- _Input records_:
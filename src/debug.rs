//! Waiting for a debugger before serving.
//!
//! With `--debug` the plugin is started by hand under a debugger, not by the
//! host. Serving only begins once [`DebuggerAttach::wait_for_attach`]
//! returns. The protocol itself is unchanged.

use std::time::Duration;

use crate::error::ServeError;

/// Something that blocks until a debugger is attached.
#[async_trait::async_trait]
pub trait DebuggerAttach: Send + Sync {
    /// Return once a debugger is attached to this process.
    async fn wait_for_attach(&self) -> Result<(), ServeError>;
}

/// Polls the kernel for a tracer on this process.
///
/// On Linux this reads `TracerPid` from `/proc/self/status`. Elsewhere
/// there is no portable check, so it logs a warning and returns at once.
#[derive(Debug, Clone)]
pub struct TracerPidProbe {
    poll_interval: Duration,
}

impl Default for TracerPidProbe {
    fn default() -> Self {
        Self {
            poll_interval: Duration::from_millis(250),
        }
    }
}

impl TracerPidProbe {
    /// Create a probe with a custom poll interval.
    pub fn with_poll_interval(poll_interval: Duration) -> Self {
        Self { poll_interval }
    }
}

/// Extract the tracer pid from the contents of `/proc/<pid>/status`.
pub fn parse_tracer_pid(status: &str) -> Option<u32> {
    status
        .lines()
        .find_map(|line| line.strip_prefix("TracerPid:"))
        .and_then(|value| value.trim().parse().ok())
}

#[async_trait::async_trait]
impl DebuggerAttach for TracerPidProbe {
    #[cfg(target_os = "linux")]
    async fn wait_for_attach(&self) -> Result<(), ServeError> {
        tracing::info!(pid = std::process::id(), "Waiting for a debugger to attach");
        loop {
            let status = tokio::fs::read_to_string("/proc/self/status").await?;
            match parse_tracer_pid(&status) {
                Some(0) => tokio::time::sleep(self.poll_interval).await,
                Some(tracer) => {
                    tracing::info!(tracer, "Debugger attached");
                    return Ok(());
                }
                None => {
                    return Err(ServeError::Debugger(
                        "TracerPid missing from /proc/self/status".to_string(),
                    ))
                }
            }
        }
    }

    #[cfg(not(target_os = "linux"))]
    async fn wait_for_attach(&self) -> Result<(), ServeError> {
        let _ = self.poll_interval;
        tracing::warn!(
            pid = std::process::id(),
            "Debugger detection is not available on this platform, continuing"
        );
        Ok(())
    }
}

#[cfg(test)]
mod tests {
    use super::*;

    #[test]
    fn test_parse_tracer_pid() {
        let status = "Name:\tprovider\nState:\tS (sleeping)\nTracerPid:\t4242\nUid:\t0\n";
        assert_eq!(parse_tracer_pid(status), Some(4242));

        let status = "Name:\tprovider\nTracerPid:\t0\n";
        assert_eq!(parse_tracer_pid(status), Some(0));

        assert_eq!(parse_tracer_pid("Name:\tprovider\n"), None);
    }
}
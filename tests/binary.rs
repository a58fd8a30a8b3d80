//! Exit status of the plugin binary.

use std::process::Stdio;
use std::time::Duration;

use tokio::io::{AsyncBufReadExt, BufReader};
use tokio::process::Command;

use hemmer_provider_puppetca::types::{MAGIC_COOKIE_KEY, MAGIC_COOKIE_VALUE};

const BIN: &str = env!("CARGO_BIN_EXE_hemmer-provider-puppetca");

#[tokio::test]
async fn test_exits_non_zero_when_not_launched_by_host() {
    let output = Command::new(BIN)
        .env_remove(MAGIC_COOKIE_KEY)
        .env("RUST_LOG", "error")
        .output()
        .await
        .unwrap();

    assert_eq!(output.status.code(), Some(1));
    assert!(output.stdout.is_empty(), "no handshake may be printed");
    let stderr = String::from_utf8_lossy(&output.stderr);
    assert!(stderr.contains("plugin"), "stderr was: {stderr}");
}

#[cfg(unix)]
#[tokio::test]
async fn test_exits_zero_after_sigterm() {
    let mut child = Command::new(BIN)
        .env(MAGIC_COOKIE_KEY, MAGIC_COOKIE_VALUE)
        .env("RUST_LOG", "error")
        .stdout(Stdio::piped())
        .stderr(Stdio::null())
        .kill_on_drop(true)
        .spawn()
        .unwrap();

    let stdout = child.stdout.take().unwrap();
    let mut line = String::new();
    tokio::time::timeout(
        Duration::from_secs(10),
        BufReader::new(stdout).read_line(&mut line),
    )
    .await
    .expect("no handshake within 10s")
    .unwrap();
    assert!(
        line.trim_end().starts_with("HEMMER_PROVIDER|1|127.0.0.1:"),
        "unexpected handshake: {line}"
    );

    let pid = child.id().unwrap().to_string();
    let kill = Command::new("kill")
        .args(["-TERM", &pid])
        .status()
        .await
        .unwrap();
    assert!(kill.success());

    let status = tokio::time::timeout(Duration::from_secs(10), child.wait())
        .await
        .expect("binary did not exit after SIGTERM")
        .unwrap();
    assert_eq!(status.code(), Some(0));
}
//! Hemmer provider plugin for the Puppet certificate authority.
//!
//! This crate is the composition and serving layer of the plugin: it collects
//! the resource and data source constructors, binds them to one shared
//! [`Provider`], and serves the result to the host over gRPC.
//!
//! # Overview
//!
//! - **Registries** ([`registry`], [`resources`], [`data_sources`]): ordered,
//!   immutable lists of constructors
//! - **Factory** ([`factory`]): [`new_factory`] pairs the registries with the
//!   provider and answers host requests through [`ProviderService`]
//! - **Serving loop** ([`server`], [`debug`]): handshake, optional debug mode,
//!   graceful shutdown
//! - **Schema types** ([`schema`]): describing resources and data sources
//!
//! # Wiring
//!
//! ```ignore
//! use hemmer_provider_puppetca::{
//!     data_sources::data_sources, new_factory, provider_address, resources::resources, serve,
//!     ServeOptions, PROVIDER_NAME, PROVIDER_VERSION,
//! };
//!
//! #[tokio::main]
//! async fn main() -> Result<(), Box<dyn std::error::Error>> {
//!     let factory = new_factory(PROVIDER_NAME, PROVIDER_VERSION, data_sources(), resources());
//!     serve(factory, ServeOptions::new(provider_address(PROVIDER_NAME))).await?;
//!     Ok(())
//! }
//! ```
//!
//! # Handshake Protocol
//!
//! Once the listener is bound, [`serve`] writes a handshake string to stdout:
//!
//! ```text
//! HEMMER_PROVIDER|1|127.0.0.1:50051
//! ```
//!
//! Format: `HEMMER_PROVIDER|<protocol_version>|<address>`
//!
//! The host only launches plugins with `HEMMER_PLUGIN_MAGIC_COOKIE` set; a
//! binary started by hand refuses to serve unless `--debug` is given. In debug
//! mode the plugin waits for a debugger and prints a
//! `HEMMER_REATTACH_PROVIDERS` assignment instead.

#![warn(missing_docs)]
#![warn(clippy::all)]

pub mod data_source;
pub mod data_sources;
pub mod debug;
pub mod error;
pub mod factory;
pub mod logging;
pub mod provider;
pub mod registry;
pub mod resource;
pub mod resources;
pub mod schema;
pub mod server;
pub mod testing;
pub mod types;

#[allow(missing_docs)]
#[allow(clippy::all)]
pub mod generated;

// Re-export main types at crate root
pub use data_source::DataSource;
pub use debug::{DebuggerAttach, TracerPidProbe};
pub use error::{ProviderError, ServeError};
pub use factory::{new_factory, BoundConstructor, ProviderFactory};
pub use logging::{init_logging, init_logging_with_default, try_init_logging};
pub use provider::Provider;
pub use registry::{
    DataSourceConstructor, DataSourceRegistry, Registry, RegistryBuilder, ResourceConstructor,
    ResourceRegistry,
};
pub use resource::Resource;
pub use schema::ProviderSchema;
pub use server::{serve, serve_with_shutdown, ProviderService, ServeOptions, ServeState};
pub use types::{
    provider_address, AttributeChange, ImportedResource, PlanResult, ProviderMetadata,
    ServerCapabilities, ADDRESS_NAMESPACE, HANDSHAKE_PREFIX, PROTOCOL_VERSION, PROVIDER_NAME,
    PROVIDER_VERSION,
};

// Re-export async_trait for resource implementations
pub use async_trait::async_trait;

- _Goal of the exercise_: With the string "stderr" as the key, filter the data above and show the lines that match.

- _Finished task_:
    let stderr = String::from_utf8_lossy(&output.stderr);
    assert!(stderr.contains("plugin"), "stderr was: {stderr}");
        .stderr(Stdio::null())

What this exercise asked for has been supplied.